Quick Links

Re: AIO v2.5

From:	Noah Misch <noah(at)leadboat(dot)com>
To:	Andres Freund <andres(at)anarazel(dot)de>
Cc:	Antonin Houska <ah(at)cybertec(dot)at>, pgsql-hackers(at)postgresql(dot)org, Thomas Munro <thomas(dot)munro(at)gmail(dot)com>, Heikki Linnakangas <hlinnaka(at)iki(dot)fi>, Robert Haas <robertmhaas(at)gmail(dot)com>, Jakub Wartak <jakub(dot)wartak(at)enterprisedb(dot)com>, Jelte Fennema-Nio <postgres(at)jeltef(dot)nl>
Subject:	Re: AIO v2.5
Date:	2025-03-25 14:11:20
Message-ID:	20250325141120.8e.nmisch@google.com
Views:	Whole Thread \| Raw Message \| Download mbox \| Resend email
Thread:
Lists:	pgsql-hackers

On Mon, Mar 24, 2025 at 10:52:19PM -0400, Andres Freund wrote:
> On 2025-03-24 19:20:37 -0700, Noah Misch wrote:
> > On Thu, Mar 20, 2025 at 09:58:37PM -0400, Andres Freund wrote:
> > > +static pg_attribute_always_inline PgAioResult
> > > +buffer_readv_complete_one(uint8 buf_off, Buffer buffer, uint8 flags,
> > > + bool failed, bool is_temp)
> > > +{
> > ...
> > > + if ((flags & READ_BUFFERS_ZERO_ON_ERROR) || zero_damaged_pages)
> > > + {
> > > + ereport(WARNING,
> > > + (errcode(ERRCODE_DATA_CORRUPTED),
> > > + errmsg("invalid page in block %u of relation %s; zeroing out page",
> >
> > My earlier review requested s/LOG/WARNING/, but I wasn't thinking about this
> > in full depth. In the !is_temp case, this runs in a complete_shared
> > callback. A process unrelated to the original IO may run this callback.
> > That's unfortunate in two ways. First, that other process's client gets an
> > unexpected WARNING. The process getting the WARNING may not even have
> > zero_damaged_pages enabled. Second, the client of the process that staged
> > the IO gets no message.
>
> Ah, right. That could be why I had flipped it. If so, shame on me for not
> adding a comment...
>
>
> > AIO ERROR-level messages handle this optimally. We emit a LOG-level message
> > in the process that runs the complete_shared callback, and we arrange for the
> > ERROR-level message in the stager. That would be ideal here: LOG in the
> > complete_shared runner, WARNING in the stager.
>
> We could obviously downgrade (crossgrade? A LOG is more severe than a LOG in
> some ways, but not others) the message when run in a different backend fairly
> easily. Still emitting a WARNING in the stager however is a bit more tricky.
>
> Before thinking more deeply about how we could emit WARNING in the stage:
>
> Is it actually sane to use WARNING here? At least for ZERO_ON_ERROR that could
> trigger a rather massive flood of messages to the client in a *normal*
> situation. I'm thinking of something like an insert extending a relation some
> time after an immediate restart and encountering a lot of FSM corruption (due
> to its non-crash-safe-ness) during the search for free space and the
> subsequent FSM vacuum. It might be ok to LOG that, but sending a lot of
> WARNINGs to the client seems not quite right.

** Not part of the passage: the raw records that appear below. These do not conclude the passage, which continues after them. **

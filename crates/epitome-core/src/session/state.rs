//! Pure session state machine
//!
//! `transition` never performs I/O. The manager executes the returned
//! [`Effect`] after releasing the session table.

use serde::{Deserialize, Serialize};
use uuid::Uuid;

/// Opaque chat user identifier
pub type UserId = String;

/// A feed about to be subscribed
#[derive(Debug, Clone, PartialEq, Eq, Serialize, Deserialize)]
pub struct SourceCandidate {
    pub url: String,
    pub name: String,
}

/// Something a delete command can remove from a destination
#[derive(Debug, Clone, PartialEq, Eq, Serialize, Deserialize)]
#[serde(tag = "kind", rename_all = "snake_case")]
pub enum DeleteTarget {
    Source { source_id: Uuid, name: String, url: String },
    Filter { name: String },
}

impl DeleteTarget {
    pub fn label(&self) -> String {
        match self {
            DeleteTarget::Source { name, url, .. } => format!("{} ({})", name, url),
            DeleteTarget::Filter { name } => format!("filter \"{}\"", name),
        }
    }
}

/// Repository change awaiting confirmation
#[derive(Debug, Clone, PartialEq, Eq)]
pub enum PendingAction {
    AddSources(Vec<SourceCandidate>),
    AddFilters(Vec<String>),
    Delete(DeleteTarget),
}

/// Outcome of validating a command's input
#[derive(Debug, Clone, PartialEq, Eq)]
pub enum Collected {
    /// Input is complete; `skipped` explains what was left out and why
    Ready { action: PendingAction, skipped: Vec<String> },
    /// Several saved items match; the user has to pick one
    Choose(Vec<DeleteTarget>),
}

#[derive(Debug, Clone, PartialEq, Eq)]
pub enum SessionState {
    Collecting,
    Selecting { candidates: Vec<DeleteTarget> },
    Confirming { action: PendingAction },
    Applying { action: PendingAction },
    Idle,
}

impl SessionState {
    pub fn name(&self) -> &'static str {
        match self {
            SessionState::Collecting => "collecting",
            SessionState::Selecting { .. } => "selecting",
            SessionState::Confirming { .. } => "confirming",
            SessionState::Applying { .. } => "applying",
            SessionState::Idle => "idle",
        }
    }

    /// States waiting on the user, guarded by a timeout
    pub fn awaits_user(&self) -> bool {
        matches!(self, SessionState::Selecting { .. } | SessionState::Confirming { .. })
    }
}

#[derive(Debug, Clone, PartialEq, Eq)]
pub enum SessionEvent {
    Validated(Collected),
    ValidationFailed(String),
    Selected(usize),
    Confirm,
    Cancel,
    Timeout,
    Applied,
    ApplyFailed(String),
}

/// How a session ended
#[derive(Debug, Clone, PartialEq, Eq)]
pub enum Outcome {
    Applied(PendingAction),
    Cancelled,
    TimedOut,
    Failed(String),
}

/// Side effect requested by a transition
#[derive(Debug, Clone, PartialEq, Eq)]
pub enum Effect {
    /// The event does not apply to the current state
    Ignored,
    PromptConfirm { action: PendingAction, skipped: Vec<String> },
    PromptSelect { candidates: Vec<DeleteTarget> },
    Apply(PendingAction),
    /// Terminal: the session is over and gets exactly one acknowledgement
    Finish(Outcome),
}

pub fn transition(state: SessionState, event: SessionEvent) -> (SessionState, Effect) {
    use SessionEvent as E;
    use SessionState as S;

    match (state, event) {
        (S::Collecting, E::Validated(Collected::Ready { action, skipped })) => (
            S::Confirming { action: action.clone() },
            Effect::PromptConfirm { action, skipped },
        ),
        (S::Collecting, E::Validated(Collected::Choose(candidates))) => (
            S::Selecting { candidates: candidates.clone() },
            Effect::PromptSelect { candidates },
        ),
        (S::Collecting, E::ValidationFailed(reason)) => {
            (S::Idle, Effect::Finish(Outcome::Failed(reason)))
        }

        (S::Selecting { candidates }, E::Selected(index)) => match candidates.get(index) {
            Some(target) => {
                let action = PendingAction::Delete(target.clone());
                (
                    S::Confirming { action: action.clone() },
                    Effect::PromptConfirm { action, skipped: Vec::new() },
                )
            }
            None => (S::Selecting { candidates }, Effect::Ignored),
        },

        (S::Confirming { action }, E::Confirm) => {
            (S::Applying { action: action.clone() }, Effect::Apply(action))
        }

        (S::Collecting | S::Selecting { .. } | S::Confirming { .. }, E::Cancel) => {
            (S::Idle, Effect::Finish(Outcome::Cancelled))
        }
        (S::Selecting { .. } | S::Confirming { .. }, E::Timeout) => {
            (S::Idle, Effect::Finish(Outcome::TimedOut))
        }

        (S::Applying { action }, E::Applied) => (S::Idle, Effect::Finish(Outcome::Applied(action))),
        (S::Applying { .. }, E::ApplyFailed(reason)) => {
            (S::Idle, Effect::Finish(Outcome::Failed(reason)))
        }

        (state, _) => (state, Effect::Ignored),
    }
}

/// Button or menu interaction sent back by a user
#[derive(Debug, Clone, Copy, PartialEq, Eq, Serialize, Deserialize)]
#[serde(tag = "kind", content = "index", rename_all = "snake_case")]
pub enum Interaction {
    Confirm,
    Cancel,
    Select(usize),
}

impl Interaction {
    pub fn into_event(self) -> SessionEvent {
        match self {
            Interaction::Confirm => SessionEvent::Confirm,
            Interaction::Cancel => SessionEvent::Cancel,
            Interaction::Select(index) => SessionEvent::Selected(index),
        }
    }
}
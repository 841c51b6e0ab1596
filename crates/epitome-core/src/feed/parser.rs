use chrono::{DateTime, Utc};
use feed_rs::model::Entry;
use feed_rs::parser;

use super::models::{FeedItem, FetchedFeed};
use crate::{Error, Result};

/// Simple pattern matching for extracting the first image URL from HTML
fn extract_first_image_url(html: &str) -> Option<String> {
    let html_lower = html.to_lowercase();

    let img_start = html_lower.find("<img")?;
    let remaining = &html[img_start..];
    let src_start = remaining.to_lowercase().find("src=")?;
    let src_remaining = &remaining[src_start + 4..];

    // src="url" or src='url'
    let quote_char = src_remaining.chars().next()?;
    if quote_char != '"' && quote_char != '\'' {
        return None;
    }
    let url_end = src_remaining[1..].find(quote_char)?;
    let url = &src_remaining[1..1 + url_end];

    // Tracking pixels and icons
    if url.contains("1x1") || url.contains("pixel") || url.contains("tracking") {
        return None;
    }
    Some(url.to_string())
}

/// Parse RSS/Atom/JSON feed content into normalized items.
///
/// Entries missing a date, title, link or summary are dropped; a malformed
/// entry never fails the whole feed.
pub fn parse_feed(content: &[u8]) -> Result<FetchedFeed> {
    let feed = parser::parse(content).map_err(|e| Error::Fetch(e.to_string()))?;

    let title = feed
        .title
        .map(|t| t.content.trim().to_string())
        .filter(|t| !t.is_empty());

    let total = feed.entries.len();
    let items: Vec<FeedItem> = feed.entries.into_iter().filter_map(normalize_entry).collect();

    if items.len() < total {
        tracing::debug!(
            dropped = total - items.len(),
            "Dropped feed entries with missing fields"
        );
    }

    Ok(FetchedFeed { title, items })
}

fn normalize_entry(entry: Entry) -> Option<FeedItem> {
    let published_at = entry
        .published
        .or(entry.updated)
        .map(DateTime::<Utc>::from)?;

    let title = non_empty(entry.title.map(|t| t.content))?;
    let link = non_empty(entry.links.first().map(|l| l.href.clone()))?;

    let html = entry
        .summary
        .map(|s| s.content)
        .or_else(|| entry.content.as_ref().and_then(|c| c.body.clone()));
    let summary = non_empty(html.as_deref().map(html_to_text))?;

    let author = entry.authors.first().map(|a| a.name.clone());

    let image_url = entry
        .media
        .first()
        .and_then(|m| m.thumbnails.first())
        .map(|t| t.image.uri.clone())
        .or_else(|| {
            entry
                .media
                .first()
                .and_then(|m| m.content.first())
                .and_then(|c| c.url.as_ref())
                .map(|u| u.to_string())
        })
        .or_else(|| html.as_deref().and_then(extract_first_image_url));

    Some(FeedItem {
        published_at,
        title,
        link,
        summary,
        author,
        image_url,
    })
}

fn non_empty(value: Option<String>) -> Option<String> {
    value
        .map(|v| v.trim().to_string())
        .filter(|v| !v.is_empty())
}

/// Convert HTML content to plain text
fn html_to_text(html: &str) -> String {
    html2text::from_read(html.as_bytes(), 120)
        .unwrap_or_else(|_| html.to_string())
        .trim()
        .to_string()
}

#[cfg(test)]
mod tests {
    use super::*;

    const RSS: &str = r#"<?xml version="1.0"?>
<rss version="2.0">
  <channel>
    <title>Le Journal</title>
    <link>https://example.com</link>
    <description>News</description>
    <item>
      <title>Complete item</title>
      <link>https://example.com/a</link>
      <description>A full summary</description>
      <pubDate>Tue, 10 Sep 2024 10:00:00 GMT</pubDate>
    </item>
    <item>
      <title>No date</title>
      <link>https://example.com/b</link>
      <description>Missing the date</description>
    </item>
    <item>
      <link>https://example.com/c</link>
      <description>Missing the title</description>
      <pubDate>Tue, 10 Sep 2024 11:00:00 GMT</pubDate>
    </item>
  </channel>
</rss>"#;

    #[test]
    fn test_malformed_entries_are_dropped() {
        let parsed = parse_feed(RSS.as_bytes()).unwrap();
        assert_eq!(parsed.title.as_deref(), Some("Le Journal"));
        assert_eq!(parsed.items.len(), 1);

        let item = &parsed.items[0];
        assert_eq!(item.title, "Complete item");
        assert_eq!(item.link, "https://example.com/a");
        assert_eq!(item.summary, "A full summary");
    }

    #[test]
    fn test_garbage_is_fetch_error() {
        let err = parse_feed(b"<html>not a feed").unwrap_err();
        assert!(matches!(err, Error::Fetch(_)));
    }

    #[test]
    fn test_extract_first_image_url() {
        let html = r#"<p>x</p><img class="a" src="https://img.example.com/p.jpg">"#;
        assert_eq!(
            extract_first_image_url(html).as_deref(),
            Some("https://img.example.com/p.jpg")
        );
        assert!(extract_first_image_url(r#"<img src="https://t.co/pixel.gif">"#).is_none());
    }
}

Orthogonal to AIO, I do think LOG (or even DEBUG1?) is better for
ZERO_ON_ERROR. The ZERO_ON_ERROR case also should not use
ERRCODE_DATA_CORRUPTED. (That errcode shouldn't appear for business as usual.
It should signify wrong or irretrievable query results, essentially.)

For zero_damaged_pages, WARNING seems at least defensible, and
ERRCODE_DATA_CORRUPTED is right. It wouldn't be the worst thing to change
zero_damaged_pages to LOG and let the complete_shared runner log it, as long
as we release-note that. It's superuser-only, and the superuser can learn to
check the log. One typically should use zero_damaged_pages in one session at
a time, so the logs won't be too confusing.

Another thought on complete_shared running on other backends: I wonder if we
should push an ErrorContextCallback that adds "CONTEXT: completing I/O of
other process" or similar, so people wonder less about how "SELECT FROM a" led
to a log message about IO on table "b".

> If we want to implement it, I think we could introduce PGAIO_RS_WARN, which
> then could tell the stager to issue the WARNING. It would add a bit of
> distributed cost, both to callbacks and users of AIO, but it might not be too
> bad.
>
>
> > One could simplify things by forcing io_method=sync under ZERO_ON_ERROR ||
> > zero_damaged_pages, perhaps as a short-term approach.
>
> Yea, that could work. Perhaps even just for zero_damaged_pages, after
> changing it so that ZERO_ON_ERROR always just LOGs.

Yes.

> Hm, it seems somewhat nasty to have rather different performance
> characteristics when forced to use zero_damaged_pages to recover from a
> problem. Imagine an instance that's configured to use DIO and then needs to
> use zero_damaged_pages to recove from corruption...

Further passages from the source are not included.